Global Oscillations of the Earth's Magnetosphere in Response to a Sudden Ring Current Injection

Tuesday, 2 September 2014
Regency Ballroom (Hyatt Regency)
Gwang-Son Choe1 and Geunseok Park1,2, (1)Kyung Hee University, Yongin, South Korea, (2)Satrec Initiative, Daejeon, South Korea
Abstract:
The dynamical evolution of the Earth's magnetosphere loaded with a transiently enhanced ring current is investigated by global magnetohydrodynamic simulations. Two cases with different values of the primitive ring current are considered. In one case, the initial ring current is strong enough to create a magnetic island in the magnetosphere. The magnetic island readily reconnects with the earth-connected ambient field and is destroyed as the system approaches a steady equilibrium.

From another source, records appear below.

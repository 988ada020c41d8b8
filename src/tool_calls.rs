//! Normalization of provider-native tool calls into one canonical envelope.
//!
//! Chat calls return a single string. When the model asks for tools, that
//! string is a JSON object whose `nativeToolCalls` field is `true`:
//!
//! ```json
//! {
//!   "nativeToolCalls": true,
//!   "toolCalls": [
//!     {"id": "call_1", "type": "function",
//!      "function": {"name": "get_weather", "arguments": "{\"city\":\"Oslo\"}"}}
//!   ]
//! }
//! ```
//!
//! Use [`Reply::from_wire`] or [`parse_envelope`] before treating a reply as
//! prose.

use serde::{Deserialize, Serialize};
use std::time::{SystemTime, UNIX_EPOCH};

/// The function half of an OpenAI-style native tool call.
#[derive(Debug, Clone, PartialEq, Serialize, Deserialize)]
pub struct NativeFunction {
    pub name: String,
    /// Usually a JSON-encoded string; some backends send an object.
    #[serde(default)]
    pub arguments: serde_json::Value,
}

/// A tool call in one of the shapes backends return.
#[derive(Debug, Clone, PartialEq, Serialize, Deserialize)]
#[serde(untagged)]
pub enum NativeToolCall {
    /// `{id, function: {name, arguments}}`
    Function {
        #[serde(default)]
        id: Option<String>,
        function: NativeFunction,
    },
    /// `{name, input}` with structured input and possibly no id.
    Input {
        #[serde(default)]
        id: Option<String>,
        name: String,
        #[serde(default)]
        input: serde_json::Value,
    },
}

impl NativeToolCall {
    pub fn function(
        id: impl Into<String>,
        name: impl Into<String>,
        arguments: impl Into<String>,
    ) -> Self {
        Self::Function {
            id: Some(id.into()),
            function: NativeFunction {
                name: name.into(),
                arguments: serde_json::Value::String(arguments.into()),
            },
        }
    }

    pub fn input(name: impl Into<String>, input: serde_json::Value) -> Self {
        Self::Input {
            id: None,
            name: name.into(),
            input,
        }
    }
}

/// Function name and JSON-string arguments of a canonical tool call.
#[derive(Debug, Clone, PartialEq, Eq, Serialize, Deserialize)]
pub struct FunctionCall {
    pub name: String,
    pub arguments: String,
}

/// One entry of the canonical envelope.
#[derive(Debug, Clone, PartialEq, Eq, Serialize, Deserialize)]
pub struct ToolCallResult {
    pub id: String,
    #[serde(rename = "type")]
    pub kind: String,
    pub function: FunctionCall,
}

impl ToolCallResult {
    /// Parse the arguments string back into structured JSON.
    pub fn parsed_arguments(&self) -> serde_json::Result<serde_json::Value> {
        serde_json::from_str(&self.function.arguments)
    }
}

/// The canonical "model wants to call tools" reply.
#[derive(Debug, Clone, PartialEq, Eq, Serialize, Deserialize)]
#[serde(rename_all = "camelCase")]
pub struct ToolCallEnvelope {
    pub native_tool_calls: bool,
    pub tool_calls: Vec<ToolCallResult>,
    /// Prose that accompanied the calls, kept only under
    /// [`ToolProsePolicy::CarryProse`].
    #[serde(default, skip_serializing_if = "Option::is_none")]
    pub content: Option<String>,
}

impl ToolCallEnvelope {
    pub fn to_wire(&self) -> String {
        // Only strings and string-keyed structs: serialization cannot fail.
        serde_json::to_string(self).unwrap_or_default()
    }
}

/// What happens to narrative text that arrives alongside tool calls.
#[derive(Debug, Clone, Copy, PartialEq, Eq, Default)]
pub enum ToolProsePolicy {
    /// Tool calls win and the prose is dropped.
    #[default]
    DiscardProse,
    /// Tool calls win; the prose rides along in the envelope's `content`.
    CarryProse,
}

/// Either prose or tool calls, never both.
#[derive(Debug, Clone, PartialEq, Eq)]
pub enum NormalizedResponse {
    Text(String),
    ToolCalls(ToolCallEnvelope),
}

impl NormalizedResponse {
    /// Serialize into the single string channel returned to callers.
    pub fn into_wire(self) -> String {
        match self {
            Self::Text(text) => text,
            Self::ToolCalls(envelope) => envelope.to_wire(),
        }
    }

    pub fn is_tool_calls(&self) -> bool {
        matches!(self, Self::ToolCalls(_))
    }
}

/// Caller-side view of a reply string.
#[derive(Debug, Clone, PartialEq, Eq)]
pub enum Reply {
    Text(String),
    ToolCalls(Vec<ToolCallResult>),
}

impl Reply {
    /// Check the envelope marker first, and only then treat the string as prose.
    pub fn from_wire(wire: &str) -> Self {
        match parse_envelope(wire) {
            Some(envelope) => Self::ToolCalls(envelope.tool_calls),
            None => Self::Text(wire.to_string()),
        }
    }
}

/// Parse `wire` as a tool-call envelope. Returns `None` for prose, including
/// prose that happens to be JSON without the marker set.
pub fn parse_envelope(wire: &str) -> Option<ToolCallEnvelope> {
    if !wire.trim_start().starts_with('{') {
        return None;
    }
    serde_json::from_str::<ToolCallEnvelope>(wire)
        .ok()
        .filter(|envelope| envelope.native_tool_calls)
}

pub fn is_tool_envelope(wire: &str) -> bool {
    parse_envelope(wire).is_some()
}

/// Converts native tool calls into the canonical envelope.
#[derive(Debug, Clone, Copy, Default)]
pub struct ToolCallNormalizer {
    pub prose_policy: ToolProsePolicy,
}

impl ToolCallNormalizer {
    pub fn new(prose_policy: ToolProsePolicy) -> Self {
        Self { prose_policy }
    }

    /// Build the envelope. Missing or empty ids become
    /// `call_<unix_millis>_<index>`; structured arguments are JSON-encoded.
    pub fn normalize(&self, calls: &[NativeToolCall], prose: Option<&str>) -> ToolCallEnvelope {
        let stamp = SystemTime::now()
            .duration_since(UNIX_EPOCH)
            .map(|d| d.as_millis())
            .unwrap_or_default();

        let tool_calls = calls
            .iter()
            .enumerate()
            .map(|(index, call)| {
                let (id, name, arguments) = match call {
                    NativeToolCall::Function { id, function } => {
                        (id, &function.name, &function.arguments)
                    }
                    NativeToolCall::Input { id, name, input } => (id, name, input),
                };
                let id = id
                    .as_deref()
                    .filter(|id| !id.is_empty())
                    .map(str::to_string)
                    .unwrap_or_else(|| format!("call_{stamp}_{index}"));
                ToolCallResult {
                    id,
                    kind: "function".to_string(),
                    function: FunctionCall {
                        name: name.clone(),
                        arguments: stringify_arguments(arguments),
                    },
                }
            })
            .collect();

        let content = match self.prose_policy {
            ToolProsePolicy::DiscardProse => None,
            ToolProsePolicy::CarryProse => prose
                .map(str::trim)
                .filter(|p| !p.is_empty())
                .map(str::to_string),
        };

        ToolCallEnvelope {
            native_tool_calls: true,
            tool_calls,
            content,
        }
    }
}

fn stringify_arguments(arguments: &serde_json::Value) -> String {
    match arguments {
        serde_json::Value::String(s) => s.clone(),
        serde_json::Value::Null => "{}".to_string(),
        other => other.to_string(),
    }
}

In the other case, the initial ring current is not so strong, and the initial magnetic field configuration bears no magnetic island, but features a wake of bent field lines, which is smoothed out through the relaxing evolution of the magnetosphere. The relaxation time of the magnetosphere is found to be about five to six minutes, over which the ring current is reduced to about a quarter of its initial value. Before reaching a steady state, the magnetosphere is found to undergo an overshooting expansion and a subsequent contraction. Fast and slow magnetosonic waves are identified to play an important role in the relaxation toward equilibrium. Our study suggests that a sudden injection of the ring current can generate an appreciable global pulsation of the magnetosphere.